Print the data below exactly, but only the lines from the one containing "plus the tip." down to the one containing "matches the request.", inclusive.
***** Information
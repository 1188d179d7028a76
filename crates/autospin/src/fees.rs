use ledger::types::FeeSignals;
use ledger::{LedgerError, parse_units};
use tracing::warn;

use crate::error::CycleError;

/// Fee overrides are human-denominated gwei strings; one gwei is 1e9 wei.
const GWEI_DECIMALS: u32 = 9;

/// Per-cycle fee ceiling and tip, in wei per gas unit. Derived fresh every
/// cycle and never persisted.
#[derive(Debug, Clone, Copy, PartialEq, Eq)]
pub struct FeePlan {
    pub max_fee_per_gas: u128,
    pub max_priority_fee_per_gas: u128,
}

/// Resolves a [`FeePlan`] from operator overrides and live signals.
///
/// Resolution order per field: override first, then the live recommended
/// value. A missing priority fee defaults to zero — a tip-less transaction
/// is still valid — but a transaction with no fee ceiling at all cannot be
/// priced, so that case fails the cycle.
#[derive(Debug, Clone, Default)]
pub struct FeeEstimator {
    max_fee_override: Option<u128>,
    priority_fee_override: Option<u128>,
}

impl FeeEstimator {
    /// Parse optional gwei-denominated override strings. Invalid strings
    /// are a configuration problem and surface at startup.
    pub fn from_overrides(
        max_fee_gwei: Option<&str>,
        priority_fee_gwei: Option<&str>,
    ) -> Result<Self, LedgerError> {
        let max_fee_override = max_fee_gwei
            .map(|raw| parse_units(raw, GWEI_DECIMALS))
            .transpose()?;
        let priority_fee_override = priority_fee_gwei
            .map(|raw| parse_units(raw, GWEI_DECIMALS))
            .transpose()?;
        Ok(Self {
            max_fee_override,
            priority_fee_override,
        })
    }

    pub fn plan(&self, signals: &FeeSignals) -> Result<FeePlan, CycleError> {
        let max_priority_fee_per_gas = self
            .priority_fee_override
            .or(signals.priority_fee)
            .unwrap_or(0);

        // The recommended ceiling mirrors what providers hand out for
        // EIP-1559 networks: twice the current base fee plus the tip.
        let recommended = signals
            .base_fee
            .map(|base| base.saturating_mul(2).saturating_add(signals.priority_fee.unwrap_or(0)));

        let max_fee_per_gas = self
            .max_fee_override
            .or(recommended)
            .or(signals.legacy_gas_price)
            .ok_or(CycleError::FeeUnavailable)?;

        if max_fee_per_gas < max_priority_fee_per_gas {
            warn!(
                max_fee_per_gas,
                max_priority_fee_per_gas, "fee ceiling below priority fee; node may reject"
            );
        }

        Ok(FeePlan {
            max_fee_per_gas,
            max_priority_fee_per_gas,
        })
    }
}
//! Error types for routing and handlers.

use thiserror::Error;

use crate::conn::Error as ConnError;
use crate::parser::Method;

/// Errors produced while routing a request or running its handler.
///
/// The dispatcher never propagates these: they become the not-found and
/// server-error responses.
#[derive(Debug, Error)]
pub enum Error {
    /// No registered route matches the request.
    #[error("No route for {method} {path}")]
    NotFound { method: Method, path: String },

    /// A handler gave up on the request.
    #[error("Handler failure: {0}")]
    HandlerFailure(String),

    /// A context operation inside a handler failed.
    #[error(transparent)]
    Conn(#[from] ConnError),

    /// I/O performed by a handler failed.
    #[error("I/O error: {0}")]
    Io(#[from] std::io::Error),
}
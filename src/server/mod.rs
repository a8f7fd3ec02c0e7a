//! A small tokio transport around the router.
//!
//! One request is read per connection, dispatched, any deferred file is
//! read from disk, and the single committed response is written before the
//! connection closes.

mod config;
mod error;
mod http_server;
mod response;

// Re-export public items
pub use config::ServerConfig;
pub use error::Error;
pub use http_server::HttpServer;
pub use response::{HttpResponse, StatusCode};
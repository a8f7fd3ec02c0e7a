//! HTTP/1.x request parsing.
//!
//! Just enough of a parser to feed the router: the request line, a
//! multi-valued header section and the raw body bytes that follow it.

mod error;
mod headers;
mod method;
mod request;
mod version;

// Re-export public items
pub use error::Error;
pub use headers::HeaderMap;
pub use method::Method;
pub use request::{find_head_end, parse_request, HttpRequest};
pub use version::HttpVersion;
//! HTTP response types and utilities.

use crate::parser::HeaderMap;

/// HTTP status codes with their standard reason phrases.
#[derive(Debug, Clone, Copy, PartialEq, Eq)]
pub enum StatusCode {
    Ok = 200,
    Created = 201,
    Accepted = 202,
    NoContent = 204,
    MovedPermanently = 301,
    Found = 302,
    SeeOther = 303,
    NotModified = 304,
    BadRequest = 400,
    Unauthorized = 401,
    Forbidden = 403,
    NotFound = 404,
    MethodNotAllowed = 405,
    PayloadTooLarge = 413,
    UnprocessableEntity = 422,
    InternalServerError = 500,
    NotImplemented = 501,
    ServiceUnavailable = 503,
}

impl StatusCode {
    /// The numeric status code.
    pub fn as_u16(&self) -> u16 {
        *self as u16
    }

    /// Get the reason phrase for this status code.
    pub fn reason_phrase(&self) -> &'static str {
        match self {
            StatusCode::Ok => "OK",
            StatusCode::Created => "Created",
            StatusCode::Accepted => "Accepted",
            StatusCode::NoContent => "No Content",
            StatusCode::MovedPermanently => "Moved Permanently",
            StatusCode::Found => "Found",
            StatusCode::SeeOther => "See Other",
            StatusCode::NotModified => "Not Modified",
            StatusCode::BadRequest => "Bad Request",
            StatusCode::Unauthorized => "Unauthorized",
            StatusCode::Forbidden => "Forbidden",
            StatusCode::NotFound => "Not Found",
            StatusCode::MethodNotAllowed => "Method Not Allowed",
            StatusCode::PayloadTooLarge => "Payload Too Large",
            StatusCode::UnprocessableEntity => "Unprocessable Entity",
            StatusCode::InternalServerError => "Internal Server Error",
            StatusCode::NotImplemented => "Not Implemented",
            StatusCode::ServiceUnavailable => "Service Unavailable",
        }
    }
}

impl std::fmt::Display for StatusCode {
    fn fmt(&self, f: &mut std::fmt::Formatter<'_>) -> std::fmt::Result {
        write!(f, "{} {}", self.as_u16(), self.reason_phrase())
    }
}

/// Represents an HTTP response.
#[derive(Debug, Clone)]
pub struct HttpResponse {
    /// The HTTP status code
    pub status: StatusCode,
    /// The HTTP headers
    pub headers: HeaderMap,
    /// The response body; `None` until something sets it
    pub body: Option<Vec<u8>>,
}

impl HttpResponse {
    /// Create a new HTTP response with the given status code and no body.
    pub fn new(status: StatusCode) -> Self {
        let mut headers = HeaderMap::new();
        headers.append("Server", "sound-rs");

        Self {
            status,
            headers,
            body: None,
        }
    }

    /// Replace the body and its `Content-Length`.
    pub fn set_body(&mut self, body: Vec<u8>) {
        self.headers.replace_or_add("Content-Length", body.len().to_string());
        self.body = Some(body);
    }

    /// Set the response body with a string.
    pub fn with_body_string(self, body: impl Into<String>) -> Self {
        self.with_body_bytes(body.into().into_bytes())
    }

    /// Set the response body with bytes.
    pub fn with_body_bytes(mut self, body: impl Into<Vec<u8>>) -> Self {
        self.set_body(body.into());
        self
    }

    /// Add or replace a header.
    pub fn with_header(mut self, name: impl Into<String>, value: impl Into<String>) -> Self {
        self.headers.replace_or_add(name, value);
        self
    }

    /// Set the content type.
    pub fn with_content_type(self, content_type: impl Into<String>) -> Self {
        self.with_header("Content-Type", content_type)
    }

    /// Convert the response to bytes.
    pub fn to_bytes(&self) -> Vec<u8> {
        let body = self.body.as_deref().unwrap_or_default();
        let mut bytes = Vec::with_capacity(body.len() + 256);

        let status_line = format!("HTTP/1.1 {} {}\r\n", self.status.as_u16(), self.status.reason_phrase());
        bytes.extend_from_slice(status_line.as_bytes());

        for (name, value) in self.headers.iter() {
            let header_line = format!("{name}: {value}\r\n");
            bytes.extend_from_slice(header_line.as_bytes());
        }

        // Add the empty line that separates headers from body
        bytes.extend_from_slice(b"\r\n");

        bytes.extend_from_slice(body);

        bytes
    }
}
**********
Completed exercise:
        // EIP-1559 networks: twice the current base fee plus the tip.
        let recommended = signals
            .base_fee
            .map(|base| base.saturating_mul(2).saturating_add(signals.priority_fee.unwrap_or(0)));

        let max_fee_per_gas = self
            .max_fee_override
            .or(recommended)
            .or(signals.legacy_gas_price)
            .ok_or(CycleError::FeeUnavailable)?;

        if max_fee_per_gas < max_priority_fee_per_gas {
            warn!(
                max_fee_per_gas,
                max_priority_fee_per_gas, "fee ceiling below priority fee; node may reject"
            );
        }

        Ok(FeePlan {
            max_fee_per_gas,
            max_priority_fee_per_gas,
        })
    }
}
//! Error types for routing and handlers.

use thiserror::Error;

use crate::conn::Error as ConnError;
use crate::parser::Method;

/// Errors produced while routing a request or running its handler.
///
/// The dispatcher never propagates these: they become the not-found and
/// server-error responses.
#[derive(Debug, Error)]
pub enum Error {
    /// No registered route matches the request.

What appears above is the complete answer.